I think that pretty covers it...
 
UCE, talking about godel:

--
quote:
...thus infinity is more than a calculating device, and no finite explanation of existence can ever be complete.
--

Beware of confusing ideas with realities! It seems to me that you talk here of infinite like something more that a concept. The whole quote you posted talks about formal systems and the paper of infinity on them, that is, it talks about pure mental artifacts and buildings.


--
quote:
That is why I use the term "Infinity" instead of "+infinity" or "-infinity". Call it 'The Infinite' if you like.
--


Ok. Although I don't see why a mathematical infinity must have sign. In the set of natural numbers there is also place for infinity, not?


--
quote:
No it has no seperate parts. I am struggling to be able to give it any characteristics than its Infiniteness. Characteristics belong to finite entities, not Infinite ones. Hindus call it "Neti, neti, neti..." which means "Not this, not that,....."
--

Well, you already gave me one characteristic. We can't distinguish parts on it, like for example, in the physical concept "energy". We are getting closer.


--
quote:
It is the individual ego and mind which is complex and supplis the context for the decision to be made. All that comes from the Infinite source is the Will itself.
--

Ok, that's more info about your model. "The Infinite" is a simple entity (as it's simple I will try to avoid the word system): it can't recognize events or object, it can't feel emotions, it can't learn, it can't doubt...But it can and must be present in all these actions of a system (like the human brain), in a similar same sense that energy it is present.
I am assuming it is ubiquitous, which would be another characteristic of it. Or it's influence is limited to subsets of the world (for example a living being)?
Am I right about this, is it ubiquitous?
 
Lucifuge Rofocale said:


And also if you are a materialist, physicalist or whatever. The way the concept is defined implies it.

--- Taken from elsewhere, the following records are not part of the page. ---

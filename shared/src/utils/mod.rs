//! Utility functions and helpers

pub mod time;

use std::time::Duration;

/// Render a duration as milliseconds with microsecond precision (e.g. "2.500")
pub fn format_millis(duration: Duration) -> String {
    format!("{:.3}", duration.as_nanos() as f64 / 1_000_000.0)
}

#[cfg(test)]
mod tests {
    use super::*;

    #[test]
    fn test_format_millis() {
        assert_eq!(format_millis(Duration::from_micros(2500)), "2.500");
        assert_eq!(format_millis(Duration::ZERO), "0.000");
        assert_eq!(format_millis(Duration::from_nanos(1_234_567)), "1.235");
    }
}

Not so.... ;) Monastic Idealism actually does cover all eventualities, although not the way Stimpy wants which would be(scientific) closure to "what-is".
 
Hi Peskanov

UCE, talking about godel:

--
quote:
...thus infinity is more than a calculating device, and no finite explanation of existence can ever be complete.
--

Beware of confusing ideas with realities! It seems to me that you talk here of infinite like something more that a concept. The whole quote you posted talks about formal systems and the paper of infinity on them, that is, it talks about pure mental artifacts and buildings.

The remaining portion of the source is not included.